Last Updated Oct 17, 2011 11:25 AM EDT
Employers are increasingly offering consumer-directed health plans (CDHP) to their employees. CDHPs are medical insurance plans with high deductibles that are linked to a health savings account (HSA). According to worldwide HR firm Mercer, in 2012 CDHPs will be offered by 18 percent of firms with 10 to 49 employees and 58 percent of employers with 20,000 or more employees (these are the smallest and largest of the employers Mercer surveyed). The numbers have increased significantly from prior years.
In most cases, a CDHP is one of a handful of options, but a growing number of employers are offering a CDHP as the only medical plan available to their employees.
"We're expecting to see a spike in 2012 in both the number of employers offering CDHPs and in the number of employees enrolling in them," said Beth Umland, Mercer's director of research for health and benefits. "Employers see them as a way to provide more value to employees while at the same time managing cost."
So what's the benefit of using an HSA? As an employee, you contribute a portion of your paycheck to your health savings account; the money is then invested and you draw on it to pay medical bills. You can spend the money in the current year to meet your deductible or pay for medical expenses not covered by your plan. Alternatively, you can let the money stay invested and accumulate for the future, as many workers do.

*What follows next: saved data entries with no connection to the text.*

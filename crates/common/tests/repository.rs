//! Typed entry access through the repository
mod common;

use std::sync::Arc;

use serde::{Deserialize, Serialize};

use ::common::entry::MetadataEntry;
use ::common::events::MetadataEvent;
use ::common::interactor::MetadataError;
use ::common::registry::RegistryError;
use ::common::remote::MemoryRemoteStore;
use ::common::repository::RepositoryError;

#[derive(Debug, Clone, PartialEq, Serialize, Deserialize)]
#[serde(rename_all = "camelCase")]
struct WalletConnectSessions {
    sessions: Vec<String>,
    last_used: Option<u64>,
}

#[tokio::test]
async fn test_every_entry_round_trips() {
    common::init_tracing();
    let repository = common::repository(MemoryRemoteStore::new(), common::plain_wallet());

    for entry in MetadataEntry::ALL {
        assert!(repository.load_raw(*entry).await.unwrap().is_none());
        let value = serde_json::json!({ "entry": entry.name(), "id": entry.type_id() });
        repository.save(*entry, &value).await.unwrap();
    }

    for entry in MetadataEntry::ALL {
        let loaded: serde_json::Value = repository.load(*entry).await.unwrap().unwrap();
        assert_eq!(loaded["id"], entry.type_id());
    }
}

#[tokio::test]
async fn test_entries_share_the_storage_address() {
    let store = MemoryRemoteStore::new();
    let repository = common::repository(store.clone(), common::plain_wallet());
    let sessions = WalletConnectSessions {
        sessions: vec!["wc:abc".into()],
        last_used: Some(1_700_000_000),
    };

    repository
        .save(MetadataEntry::WalletConnect, &sessions)
        .await
        .unwrap();
    repository
        .save_raw(MetadataEntry::Stellar, r#"{"accounts":[]}"#)
        .await
        .unwrap();

    let address = common::storage_node().address();
    assert_eq!(
        store
            .history(&address, MetadataEntry::WalletConnect.type_id())
            .unwrap()
            .len(),
        1
    );
    assert_eq!(
        store
            .history(&address, MetadataEntry::Stellar.type_id())
            .unwrap()
            .len(),
        1
    );

    let loaded: WalletConnectSessions = repository
        .load(MetadataEntry::WalletConnect)
        .await
        .unwrap()
        .unwrap();
    assert_eq!(loaded, sessions);
}

#[tokio::test]
async fn test_unlock_then_use_double_encrypted_wallet() {
    let store = MemoryRemoteStore::new();
    let repository = common::repository(store.clone(), common::sealed_wallet());

    let blocked = repository.load_raw(MetadataEntry::Ethereum).await;
    assert!(matches!(
        blocked,
        Err(RepositoryError::Registry(RegistryError::DerivationBlocked))
    ));

    repository.unlock(common::SECOND_PASSWORD).await.unwrap();
    repository
        .save_raw(MetadataEntry::Ethereum, r#"{"ethereum":{"accounts":[]}}"#)
        .await
        .unwrap();

    // Logout and back in: the bundle now stands in for the second password
    repository.reset().await;
    assert_eq!(
        repository
            .load_raw(MetadataEntry::Ethereum)
            .await
            .unwrap()
            .as_deref(),
        Some(r#"{"ethereum":{"accounts":[]}}"#)
    );
}

#[tokio::test]
async fn test_non_json_raw_value_is_rejected_before_io() {
    let store = MemoryRemoteStore::new();
    let repository = common::repository(store.clone(), common::plain_wallet());

    let result = repository
        .save_raw(MetadataEntry::Contacts, "contacts: none")
        .await;

    assert!(matches!(
        result,
        Err(RepositoryError::Metadata(MetadataError::MalformedInput(_)))
    ));
    assert!(store
        .history(
            &common::storage_node().address(),
            MetadataEntry::Contacts.type_id()
        )
        .unwrap()
        .is_empty());
}

#[tokio::test]
async fn test_concurrent_writes_to_different_entries() {
    let repository = Arc::new(common::repository(
        MemoryRemoteStore::new(),
        common::plain_wallet(),
    ));
    let updates = repository.interactor().events().subscribe();

    let mut handles = Vec::new();
    for entry in [
        MetadataEntry::Bitcoin,
        MetadataEntry::BitcoinCash,
        MetadataEntry::Ethereum,
        MetadataEntry::Stellar,
    ] {
        let repository = repository.clone();
        handles.push(tokio::spawn(async move {
            repository
                .save(entry, &serde_json::json!({ "label": entry.name() }))
                .await
        }));
    }
    for handle in handles {
        handle.await.unwrap().unwrap();
    }

    let events: Vec<_> = updates.drain().collect();
    // one more for the registry bundle written on first use
    assert_eq!(events, vec![MetadataEvent::Updated; 5]);
}
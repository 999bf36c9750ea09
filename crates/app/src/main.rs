// CLI modules
mod cli;
mod client;
mod state;

use std::str::FromStr;

use clap::{Parser, Subcommand};
use tracing::level_filters::LevelFilter;
use tracing_subscriber::layer::SubscriberExt;
use tracing_subscriber::util::SubscriberInitExt;
use tracing_subscriber::{EnvFilter, Layer};

use cli::{args::Args, op::Op, Get, Init, Nodes, Put, Version};

command_enum! {
    (Get, Get),
    (Init, Init),
    (Nodes, Nodes),
    (Put, Put),
    (Version, Version),
}

/// Install the stderr logger. Stdout is reserved for command output.
fn init_logging(log_level: LevelFilter) -> tracing_appender::non_blocking::WorkerGuard {
    let (stderr_writer, guard) = tracing_appender::non_blocking(std::io::stderr());

    let env_filter = EnvFilter::builder()
        .with_default_directive(log_level.into())
        .from_env_lossy();

    let stderr_layer = tracing_subscriber::fmt::layer()
        .compact()
        .with_writer(stderr_writer)
        .with_filter(env_filter);

    tracing_subscriber::registry().with(stderr_layer).init();

    guard
}

#[tokio::main]
async fn main() {
    let args = Args::parse();

    // Log level comes from the state directory when there is one
    let log_level = state::AppState::load(args.config_path.clone())
        .ok()
        .and_then(|state| LevelFilter::from_str(&state.config.log_level).ok())
        .unwrap_or(LevelFilter::WARN);
    let guard = init_logging(log_level);

    let ctx = cli::op::OpContext {
        remote: args.remote,
        config_path: args.config_path,
        password: args.password,
        second_password: args.second_password,
    };

    let result = args.command.execute(&ctx).await;
    // flush buffered log lines before exiting
    drop(guard);

    match result {
        Ok(output) => {
            println!("{}", output);
            std::process::exit(0);
        }
        Err(e) => {
            eprintln!("Error: {}", e);
            std::process::exit(1);
        }
    }
}
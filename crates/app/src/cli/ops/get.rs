use clap::Args;

use common::entry::MetadataEntry;
use common::repository::RepositoryError;

use crate::cli::op::SessionError;

#[derive(Args, Debug, Clone)]
pub struct Get {
    /// Entry name (e.g. `shapeshift`) or type id (e.g. `6`)
    #[arg(long)]
    pub entry: MetadataEntry,

    /// Pretty-print the JSON document
    #[arg(long)]
    pub pretty: bool,
}

#[derive(Debug, thiserror::Error)]
pub enum GetError {
    #[error(transparent)]
    Session(#[from] SessionError),
    #[error("failed to load {0}: {1}")]
    Load(MetadataEntry, #[source] RepositoryError),
    #[error("failed to format document: {0}")]
    Format(#[from] serde_json::Error),
}

#[async_trait::async_trait]
impl crate::cli::op::Op for Get {
    type Error = GetError;
    type Output = String;

    async fn execute(&self, ctx: &crate::cli::op::OpContext) -> Result<Self::Output, Self::Error> {
        let session = ctx.session().await?;

        let document = session
            .repository
            .load_raw(self.entry)
            .await
            .map_err(|e| GetError::Load(self.entry, e))?;

        let Some(json) = document else {
            return Ok(format!("{} is not set", self.entry));
        };

        if self.pretty {
            let value: serde_json::Value = serde_json::from_str(&json)?;
            return Ok(serde_json::to_string_pretty(&value)?);
        }
        Ok(json)
    }
}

According to a survey by Fidelity Investments, one-quarter of HSA account holders spend less than 10 percent of their annual contributions, allowing the balance to be carried over for future qualified medical expenses.
There are two IRS rules for high deductible plans that allow you to contribute to an HSA:
- In 2012, the deductible must be at least $1,200 per person or $2,400 per family, and
- The maximum out-of-pocket limit must be no more than $6,050 for individuals and $12,100 for family coverage.
In 2012, the annual limits for contributions to HSAs will be $3,100 for a single person and $6,250 for a family. Add $1,000 to these limits if at least one person in your family is age 55 or older.
Warning: These limits include your employer's contributions, so you'll need to subtract any amounts contributed by your employer from the total limit, including any wellness incentives, to determine the maximum amount of your own money that you can contribute.
The good news? You can contribute the maximum amount allowed to an HSA and also contribute the maximum allowed to a 401(k) or 403(b) plan -- the limit for these two plans is $16,500 in 2011, or $22,000 if you're age 50 or older. If you're maxed out at your savings plan at work, it's a great way to save additional amounts for your retirement.
So should you spend the amounts in your HSA or leave them invested for the future? And why are more employers adopting these plans? In my next two posts, I'll provide answers to these questions and more. For now, let me just say that it's well worth your time investigating these plans and using them to your advantage in your retirement years.